FTSE 100 preview: Index looking up as Trump policies stay in focus
The UK benchmark index looks set to open higher this morning, regaining some of the ground lost in the previous session, amid renewed optimism about US President Donald Trump’s policies. On the corporate front, Next (LON:NXT) is scheduled to update investors on its full-year performance.
IG’s opening calls suggest that the FTSE 100 will start the day six points higher at 7,331. Stocks on the other side of the Atlantic closed mixed last night, with investors awaiting developments on the healthcare reform, while Asian stocks have inched higher this morning.
“The vote on Obamacare is a litmus test for Trump,” Masafumi Yamamoto, chief forex strategist at Mizuho Securities, told Reuters. “If he can’t push through the bill, it would further damage stocks. It also raises the risk of his other policies, like tax cuts, being delayed.”

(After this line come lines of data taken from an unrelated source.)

impl SemanticCache {
    pub fn new(
        cfg: CacheConfig,
        redis: Option<RedisClient>,
        meta: Option<Arc<CacheMetaRepo>>,
        limiter: Arc<RateLimiterSet>,
        master_key: &str,
    ) -> Self {
        SemanticCache {
            cfg,
            entries: DashMap::new(),
            by_hash: DashMap::new(),
            index: TenantVectorIndex::new(),
            redis,
            crypto: PayloadCipher::new(master_key),
            limiter,
            meta,
            disabled_tenants: DashMap::new(),
        }
    }

    pub fn set_tenant_disabled(&self, tenant_id: Uuid, disabled: bool) {
        if disabled {
            self.disabled_tenants.insert(tenant_id, ());
        } else {
            self.disabled_tenants.remove(&tenant_id);
        }
    }

    fn enabled_for(&self, tenant_id: Uuid) -> bool {
        self.cfg.enabled && !self.disabled_tenants.contains_key(&tenant_id)
    }

    fn validate_query(&self, query: &str) -> Result<(), KernelError> {
        if query.len() > self.cfg.max_query_length {
            return Err(KernelError::InvalidInput(format!(
                "query of {} bytes exceeds max_length {}",
                query.len(),
                self.cfg.max_query_length
            )));
        }
        if query.chars().any(|c| c.is_control() && c != '\n' && c != '\t') {
            return Err(KernelError::InvalidInput(
                "query contains control characters".into(),
            ));
        }
        Ok(())
    }

    fn is_sensitive(&self, query: &str, payload: &str) -> bool {
        let q = query.to_ascii_lowercase();
        let p = payload.to_ascii_lowercase();
        self.cfg
            .sensitive_markers
            .iter()
            .any(|m| q.contains(m) || p.contains(m))
    }

    fn decode_payload(&self, entry: &CacheEntry) -> Result<serde_json::Value, KernelError> {
        let raw = if entry.encrypted {
            let bytes = self.crypto.decrypt(entry.tenant_id, &entry.payload)?;
            String::from_utf8(bytes)
                .map_err(|_| KernelError::Internal("cached payload is not utf-8".into()))?
        } else {
            entry.payload.clone()
        };
        serde_json::from_str(&raw)
            .map_err(|e| KernelError::Internal(format!("cached payload decode: {}", e)))
    }

    /// Drop one entry from the entry store, the hash map and the vector
    /// index together (metadata and Redis age out on their own TTLs).
    fn drop_expired(&self, entry: &CacheEntry) {
        self.entries.remove(&entry.key);
        self.by_hash
            .remove(&(entry.tenant_id, entry.query_hash.clone()));
        self.index
            .remove_batch(entry.tenant_id, &[entry.query_hash.clone()]);
        metrics::counter!("cache_expirations_total").increment(1);
    }

    /// Replace the stored entry with a bumped copy and return the payload.
    /// An entry past its TTL is dropped instead of served, so the read
    /// falls through to the Redis and vector tiers.
    fn register_hit(&self, key: &str) -> Option<Arc<CacheEntry>> {
        let entry = self.entries.get(key)?.clone();
        if entry.expired_at(Utc::now()) {
            self.drop_expired(&entry);
            return None;
        }
        let mut bumped = (*entry).clone();
        bumped.hit_count += 1;
        bumped.last_accessed = Utc::now();
        let bumped = Arc::new(bumped);
        self.entries.insert(key.to_string(), bumped.clone());

        if let Some(meta) = &self.meta {
            let meta = meta.clone();
            let tenant_id = bumped.tenant_id;
            let hash = bumped.query_hash.clone();
            tokio::spawn(async move {
                if let Err(e) = meta.touch(tenant_id, &hash).await {
                    tracing::debug!("cache metadata touch failed: {}", e);
                }
            });
        }
        Some(bumped)
    }

    pub async fn get(
        &self,
        tenant_id: Uuid,
        query: &str,
        embedding: Option<&[f32]>,
    ) -> Result<CacheOutcome, KernelError> {
        self.limiter.check(&format!("cache:{}:read", tenant_id))?;
        if !self.enabled_for(tenant_id) {
            return Ok(CacheOutcome::Disabled);
        }
        self.validate_query(query)?;

        let normalized = normalize(query);
        let key = key_for(tenant_id, &normalized);

        // 1. Exact match, in-process.
        if let Some(entry) = self.register_hit(&key) {
            metrics::counter!("cache_requests_total", "outcome" => "hit").increment(1);
            return Ok(CacheOutcome::Hit {
                payload: self.decode_payload(&entry)?,
                similarity: None,
            });
        }

        // 2. Exact match, Redis (another instance may have written it).
        // A degraded Redis downgrades this tier to a miss; it never takes
        // the read path down.
        if let Some(redis) = &self.redis {
            let redis_key = key.clone();
            let stored: Option<String> = match redis
                .run("cache_get", move |mut con| {
                    let key = redis_key.clone();
                    async move { redis::AsyncCommands::get(&mut con, key).await }
                })
                .await
            {
                Ok(stored) => stored,
                Err(e) => {
                    tracing::warn!("cache redis lookup degraded: {}", e);
                    None
                }
            };
            if let Some(raw) = stored {
                match serde_json::from_str::<CacheEntry>(&raw) {
                    Ok(entry) if entry.tenant_id == tenant_id => {
                        self.adopt(entry);
                        if let Some(entry) = self.register_hit(&key) {
                            metrics::counter!("cache_requests_total", "outcome" => "hit")
                                .increment(1);
                            return Ok(CacheOutcome::Hit {
                                payload: self.decode_payload(&entry)?,
                                similarity: None,
                            });
                        }
                    }
                    Ok(_) => {
                        tracing::warn!("cache key {} held a foreign tenant entry; ignoring", key);
                    }
                    Err(e) => {
                        // Locally recoverable: treat an undecodable entry as a miss.
                        tracing::debug!("cache entry decode failed for {}: {}", key, e);
                    }
                }
            }
        }

        // 3. Approximate match within this tenant's index.
        if let Some(vector) = embedding {
            if let Some((hash, score)) =
                self.index
                    .search(tenant_id, vector, self.cfg.similarity_threshold)
            {
                if let Some(similar_key) = self
                    .by_hash
                    .get(&(tenant_id, hash))
                    .map(|k| k.value().clone())
                {
                    if let Some(entry) = self.register_hit(&similar_key) {
                        metrics::counter!("cache_requests_total", "outcome" => "similarity_hit")
                            .increment(1);
                        return Ok(CacheOutcome::Hit {
                            payload: self.decode_payload(&entry)?,
                            similarity: Some(score),
                        });
                    }
                }
            }
        }

        metrics::counter!("cache_requests_total", "outcome" => "miss").increment(1);
        Ok(CacheOutcome::Miss)
    }

    pub async fn put(
        &self,
        tenant_id: Uuid,
        query: &str,
        embedding: Vec<f32>,
        payload: &serde_json::Value,
    ) -> Result<(), KernelError> {
        self.limiter.check(&format!("cache:{}:write", tenant_id))?;
        if !self.enabled_for(tenant_id) {
            return Ok(());
        }
        self.validate_query(query)?;

        let normalized = normalize(query);
        let hash = query_hash(&normalized);
        let key = key_for(tenant_id, &normalized);
        let raw = payload.to_string();
        let payload_bytes = raw.len();

        let (stored_payload, encrypted) = if self.is_sensitive(query, &raw) {
            (self.crypto.encrypt(tenant_id, raw.as_bytes())?, true)
        } else {
            (raw, false)
        };

        let now = Utc::now();
        let entry = CacheEntry {
            tenant_id,
            key: key.clone(),
            query_hash: hash.clone(),
            normalized_query: normalized.clone(),
            payload: stored_payload,
            encrypted,
            payload_bytes,
            created_at: now,
            last_accessed: now,
            hit_count: 0,
            ttl_secs: self.cfg.ttl_secs,
        };

        self.index.insert(tenant_id, &hash, embedding.clone());
        self.by_hash.insert((tenant_id, hash.clone()), key.clone());
        self.entries.insert(key.clone(), Arc::new(entry.clone()));

        // Write-through to Redis with per-entry TTL. The in-process copy
        // keeps serving if Redis is degraded.
        if let Some(redis) = &self.redis {
            let serialized = serde_json::to_string(&entry)
                .map_err(|e| KernelError::Internal(format!("encode cache entry: {}", e)))?;
            let ttl = self.cfg.ttl_secs as u64;
            let redis_key = key.clone();
            if let Err(e) = redis
                .run("cache_set", move |mut con| {
                    let key = redis_key.clone();
                    let value = serialized.clone();
                    async move {
                        redis::AsyncCommands::set_ex::<_, _, ()>(&mut con, key, value, ttl).await
                    }
                })
                .await
            {
                tracing::warn!("cache write-through failed: {}", e);
            }
        }

        if let Some(meta) = &self.meta {
            let row = CacheMetaRow {
                tenant_id,
                query_hash: hash,
                normalized_query: normalized,
                embedding,
                payload_bytes: payload_bytes as i64,
                created_at: now,
                last_accessed: now,
                hit_count: 0,
            };
            if let Err(e) = meta.upsert(&row).await {
                tracing::warn!("cache metadata upsert failed: {}", e);
            }
        }

        metrics::counter!("cache_writes_total").increment(1);
        Ok(())
    }

    fn adopt(&self, entry: CacheEntry) {
        self.by_hash
            .insert((entry.tenant_id, entry.query_hash.clone()), entry.key.clone());
        self.entries.insert(entry.key.clone(), Arc::new(entry));
    }

    /// Rebuild the vector index from the durable metadata rows after a
    /// restart. Entry payloads stay in Redis; the similarity tier works
    /// again immediately, and exact lookups fall through to Redis.
    pub async fn rebuild_index(&self) -> Result<usize, KernelError> {
        let Some(meta) = &self.meta else {
            return Ok(0);
        };
        let mut restored = 0usize;
        for tenant_id in meta.tenants().await? {
            for row in meta.load_tenant(tenant_id).await? {
                self.index.insert(tenant_id, &row.query_hash, row.embedding);
                self.by_hash.insert(
                    (tenant_id, row.query_hash),
                    key_for(tenant_id, &row.normalized_query),
                );
                restored += 1;
            }
        }
        Ok(restored)
    }

    /// Durable per-tenant usage counters for the admin surface.
    pub async fn tenant_stats(&self, tenant_id: Uuid) -> Result<(i64, i64), KernelError> {
        let Some(meta) = &self.meta else {
            let entries = self.entries_for_tenant(tenant_id);
            let bytes: usize = entries.iter().map(|e| e.payload_bytes).sum();
            return Ok((entries.len() as i64, bytes as i64));
        };
        let count = meta.count_for_tenant(tenant_id).await?;
        let bytes = meta.bytes_for_tenant(tenant_id).await?;
        Ok((count, bytes))
    }

    /// Remove a batch of entries from the entry store, the vector index,
    /// Redis and the metadata rows together.
    pub async fn delete_batch(&self, tenant_id: Uuid, hashes: &[String]) -> Result<u64, KernelError> {
        if hashes.is_empty() {
            return Ok(0);
        }
        let mut keys = Vec::with_capacity(hashes.len());
        for hash in hashes {
            if let Some((_, key)) = self.by_hash.remove(&(tenant_id, hash.clone())) {
                self.entries.remove(&key);
                keys.push(key);
            }
        }
        self.index.remove_batch(tenant_id, hashes);

        if let Some(redis) = &self.redis {
            if !keys.is_empty() {
                let del_keys = keys.clone();
                if let Err(e) = redis
                    .run("cache_del", move |mut con| {
                        let keys = del_keys.clone();
                        async move { redis::AsyncCommands::del::<_, u64>(&mut con, keys).await }
                    })
                    .await
                {
                    tracing::warn!("cache batch delete in redis failed: {}", e);
                }
            }
        }
        if let Some(meta) = &self.meta {
            meta.delete_batch(tenant_id, hashes).await.map_err(KernelError::from)?;
        }
        Ok(keys.len() as u64)
    }

    /// Top-k queries by hit count for one tenant. Min-heap of size k over
    /// the entry store: O(n log k).
    pub fn top_queries(&self, tenant_id: Uuid, k: usize) -> Vec<(String, u64)> {
        if k == 0 {
            return Vec::new();
        }
        let mut heap: BinaryHeap<Reverse<(u64, String)>> = BinaryHeap::with_capacity(k + 1);
        for entry in self.entries.iter() {
            if entry.tenant_id != tenant_id {
                continue;
            }
            heap.push(Reverse((entry.hit_count, entry.normalized_query.clone())));
            if heap.len() > k {
                heap.pop();
            }
        }
        let mut out: Vec<(String, u64)> = heap
            .into_iter()
            .map(|Reverse((hits, query))| (query, hits))
            .collect();
        out.sort_by(|a, b| b.1.cmp(&a.1).then_with(|| a.0.cmp(&b.0)));
        out
    }

    pub fn tenant_ids(&self) -> Vec<Uuid> {
        let mut tenants: Vec<Uuid> = self.entries.iter().map(|e| e.tenant_id).collect();
        tenants.sort();
        tenants.dedup();
        tenants
    }

    pub fn entries_for_tenant(&self, tenant_id: Uuid) -> Vec<Arc<CacheEntry>> {
        self.entries
            .iter()
            .filter(|e| e.tenant_id == tenant_id)
            .map(|e| e.value().clone())
            .collect()
    }

    pub fn config(&self) -> &CacheConfig {
        &self.cfg
    }
}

At home, the Footsie shed 53.62 points to end the session 0.73 percent lower at 7,324.72, pressured by Trump policy concerns, and little moved by the afternoon attack on Westminster. The pound meanwhile dipped briefly.
“Maybe the market is not viewing this as sufficiently sizeable to hit the radar,” said Neil Jones, head of hedge fund FX sales at Mizuho in London, as quoted by Reuters.
Today’s macroeconomic calendar includes the UK’s retail sales for February, due out at 09:30 GMT. IG reports that sales are forecast to have climbed 2.2 percent year-on-year and 0.8 percent month-on-month, from 1.5 percent and -0.3 percent, respectively. In the afternoon, US new home sales data for February will be released at 14:00 GMT, to be followed by the eurozone’s flash consumer confidence index for March at 15:00 GMT.
In corporate news, Next is expected to post profits of around £792 million when it updates investors on its full-year performance this morning, marking a four-percent drop on the prior-year period.
Blue-chips, whose shares will be trading without the attraction of their latest dividend in today’s session, include Carnival (LON:CCL), Diageo (LON:DGE), easyJet (LON:EZJ), GlaxoSmithKline (LON:GSK) and Rio Tinto (LON:RIO). Reuters’ calculations suggest that ex-divs will knock 12.3 points off the Footsie.